A verbatim transcript of the lines below, starting at the first and ending with the one that holds "PathBuf, message: String", is what should be produced.

[Saved entries]
***
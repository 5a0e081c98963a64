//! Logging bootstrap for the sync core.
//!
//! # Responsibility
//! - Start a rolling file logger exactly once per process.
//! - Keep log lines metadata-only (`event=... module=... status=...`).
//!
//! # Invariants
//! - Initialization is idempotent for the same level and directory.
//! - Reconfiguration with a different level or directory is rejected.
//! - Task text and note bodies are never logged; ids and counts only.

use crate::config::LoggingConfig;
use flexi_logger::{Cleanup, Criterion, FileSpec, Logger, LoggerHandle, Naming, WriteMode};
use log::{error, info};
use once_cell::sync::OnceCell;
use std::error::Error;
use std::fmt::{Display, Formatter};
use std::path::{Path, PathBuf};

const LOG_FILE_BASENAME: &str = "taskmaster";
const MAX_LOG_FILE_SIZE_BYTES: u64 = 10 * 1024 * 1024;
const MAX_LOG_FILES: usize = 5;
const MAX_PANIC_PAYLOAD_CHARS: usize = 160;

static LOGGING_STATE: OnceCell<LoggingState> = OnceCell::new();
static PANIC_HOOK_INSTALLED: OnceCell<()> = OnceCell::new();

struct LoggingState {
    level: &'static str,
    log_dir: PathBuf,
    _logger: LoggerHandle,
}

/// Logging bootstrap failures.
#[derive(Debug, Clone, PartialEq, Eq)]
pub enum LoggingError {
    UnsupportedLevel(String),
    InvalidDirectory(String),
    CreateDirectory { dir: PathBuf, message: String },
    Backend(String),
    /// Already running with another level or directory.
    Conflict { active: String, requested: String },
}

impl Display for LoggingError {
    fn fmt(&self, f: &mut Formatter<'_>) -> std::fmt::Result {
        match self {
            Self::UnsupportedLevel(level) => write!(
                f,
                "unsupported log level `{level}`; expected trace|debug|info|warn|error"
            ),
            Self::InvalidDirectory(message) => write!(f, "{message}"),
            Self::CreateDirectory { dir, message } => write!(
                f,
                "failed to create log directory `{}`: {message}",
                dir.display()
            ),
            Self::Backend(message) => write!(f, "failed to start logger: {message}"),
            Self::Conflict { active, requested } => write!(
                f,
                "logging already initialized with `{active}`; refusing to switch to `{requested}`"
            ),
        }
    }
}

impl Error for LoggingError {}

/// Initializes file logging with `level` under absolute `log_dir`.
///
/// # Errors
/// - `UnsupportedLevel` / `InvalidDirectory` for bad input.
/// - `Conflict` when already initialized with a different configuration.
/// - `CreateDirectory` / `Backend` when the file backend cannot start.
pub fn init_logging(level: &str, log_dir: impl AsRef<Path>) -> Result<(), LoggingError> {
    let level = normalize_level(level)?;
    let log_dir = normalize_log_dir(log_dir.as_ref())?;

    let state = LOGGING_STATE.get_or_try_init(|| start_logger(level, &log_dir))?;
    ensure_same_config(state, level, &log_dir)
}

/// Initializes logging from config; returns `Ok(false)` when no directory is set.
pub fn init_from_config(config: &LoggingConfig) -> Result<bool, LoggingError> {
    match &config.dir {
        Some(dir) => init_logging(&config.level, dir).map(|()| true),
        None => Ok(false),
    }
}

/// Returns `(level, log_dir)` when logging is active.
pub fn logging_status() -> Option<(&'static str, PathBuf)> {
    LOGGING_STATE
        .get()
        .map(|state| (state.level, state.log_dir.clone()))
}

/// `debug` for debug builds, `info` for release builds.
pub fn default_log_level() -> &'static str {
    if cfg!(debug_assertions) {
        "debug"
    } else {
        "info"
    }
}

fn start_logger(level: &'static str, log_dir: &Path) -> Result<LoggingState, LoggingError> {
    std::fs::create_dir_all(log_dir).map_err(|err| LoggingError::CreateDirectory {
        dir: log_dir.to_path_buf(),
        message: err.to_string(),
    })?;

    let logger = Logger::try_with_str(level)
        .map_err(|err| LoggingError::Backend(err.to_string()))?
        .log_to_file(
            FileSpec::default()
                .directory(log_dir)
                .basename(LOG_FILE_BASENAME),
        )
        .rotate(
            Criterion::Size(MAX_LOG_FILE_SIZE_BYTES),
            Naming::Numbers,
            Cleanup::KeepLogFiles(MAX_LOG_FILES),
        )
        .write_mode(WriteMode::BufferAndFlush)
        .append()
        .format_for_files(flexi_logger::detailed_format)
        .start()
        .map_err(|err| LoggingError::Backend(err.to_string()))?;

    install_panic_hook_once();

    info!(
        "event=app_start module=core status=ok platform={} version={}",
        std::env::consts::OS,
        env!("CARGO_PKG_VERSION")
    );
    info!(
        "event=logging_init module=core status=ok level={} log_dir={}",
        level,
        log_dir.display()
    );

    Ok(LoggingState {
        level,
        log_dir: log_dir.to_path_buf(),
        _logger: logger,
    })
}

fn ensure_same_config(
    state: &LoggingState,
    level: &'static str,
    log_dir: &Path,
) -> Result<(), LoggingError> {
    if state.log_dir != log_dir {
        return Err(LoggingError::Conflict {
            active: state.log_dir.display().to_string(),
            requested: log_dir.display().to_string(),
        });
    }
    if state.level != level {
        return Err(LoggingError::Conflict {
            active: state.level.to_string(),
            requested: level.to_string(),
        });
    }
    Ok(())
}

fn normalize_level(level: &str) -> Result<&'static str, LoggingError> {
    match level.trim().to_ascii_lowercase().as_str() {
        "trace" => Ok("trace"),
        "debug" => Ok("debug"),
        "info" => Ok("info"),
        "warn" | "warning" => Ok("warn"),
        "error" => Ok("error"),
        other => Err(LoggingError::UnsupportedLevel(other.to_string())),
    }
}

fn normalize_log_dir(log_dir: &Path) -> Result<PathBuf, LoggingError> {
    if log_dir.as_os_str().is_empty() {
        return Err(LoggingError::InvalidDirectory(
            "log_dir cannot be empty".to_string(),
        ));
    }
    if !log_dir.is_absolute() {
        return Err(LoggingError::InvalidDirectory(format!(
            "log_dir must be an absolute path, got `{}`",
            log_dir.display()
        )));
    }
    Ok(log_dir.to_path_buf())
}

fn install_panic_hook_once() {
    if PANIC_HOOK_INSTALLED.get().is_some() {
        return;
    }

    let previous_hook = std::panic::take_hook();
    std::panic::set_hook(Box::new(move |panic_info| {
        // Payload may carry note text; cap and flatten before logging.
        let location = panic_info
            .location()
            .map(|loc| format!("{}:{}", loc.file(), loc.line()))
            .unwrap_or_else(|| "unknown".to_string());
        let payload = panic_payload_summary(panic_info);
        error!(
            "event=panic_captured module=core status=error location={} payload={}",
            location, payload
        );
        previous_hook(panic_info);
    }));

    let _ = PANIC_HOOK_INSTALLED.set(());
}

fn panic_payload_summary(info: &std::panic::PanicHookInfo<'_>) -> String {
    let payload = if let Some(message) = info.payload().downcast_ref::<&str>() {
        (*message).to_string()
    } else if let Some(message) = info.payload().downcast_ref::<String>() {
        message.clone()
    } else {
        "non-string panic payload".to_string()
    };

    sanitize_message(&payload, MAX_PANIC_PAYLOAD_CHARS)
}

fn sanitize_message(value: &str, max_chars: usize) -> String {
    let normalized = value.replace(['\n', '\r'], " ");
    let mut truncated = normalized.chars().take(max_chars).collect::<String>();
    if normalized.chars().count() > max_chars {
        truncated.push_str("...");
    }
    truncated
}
***
[EXPECTED ANSWER]
repository 5a0e081c98963a64
//! Logging bootstrap for the sync core.
//!
//! # Responsibility
//! - Start a rolling file logger exactly once per process.
//! - Keep log lines metadata-only (`event=... module=... status=...`).
//!
//! # Invariants
//! - Initialization is idempotent for the same level and directory.
//! - Reconfiguration with a different level or directory is rejected.
//! - Task text and note bodies are never logged; ids and counts only.

use crate::config::LoggingConfig;
use flexi_logger::{Cleanup, Criterion, FileSpec, Logger, LoggerHandle, Naming, WriteMode};
use log::{error, info};
use once_cell::sync::OnceCell;
use std::error::Error;
use std::fmt::{Display, Formatter};
use std::path::{Path, PathBuf};

const LOG_FILE_BASENAME: &str = "taskmaster";
const MAX_LOG_FILE_SIZE_BYTES: u64 = 10 * 1024 * 1024;
const MAX_LOG_FILES: usize = 5;
const MAX_PANIC_PAYLOAD_CHARS: usize = 160;

static LOGGING_STATE: OnceCell<LoggingState> = OnceCell::new();
static PANIC_HOOK_INSTALLED: OnceCell<()> = OnceCell::new();

struct LoggingState {
    level: &'static str,
    log_dir: PathBuf,
    _logger: LoggerHandle,
}

/// Logging bootstrap failures.
#[derive(Debug, Clone, PartialEq, Eq)]
pub enum LoggingError {
    UnsupportedLevel(String),
    InvalidDirectory(String),
    CreateDirectory { dir: PathBuf, message: String },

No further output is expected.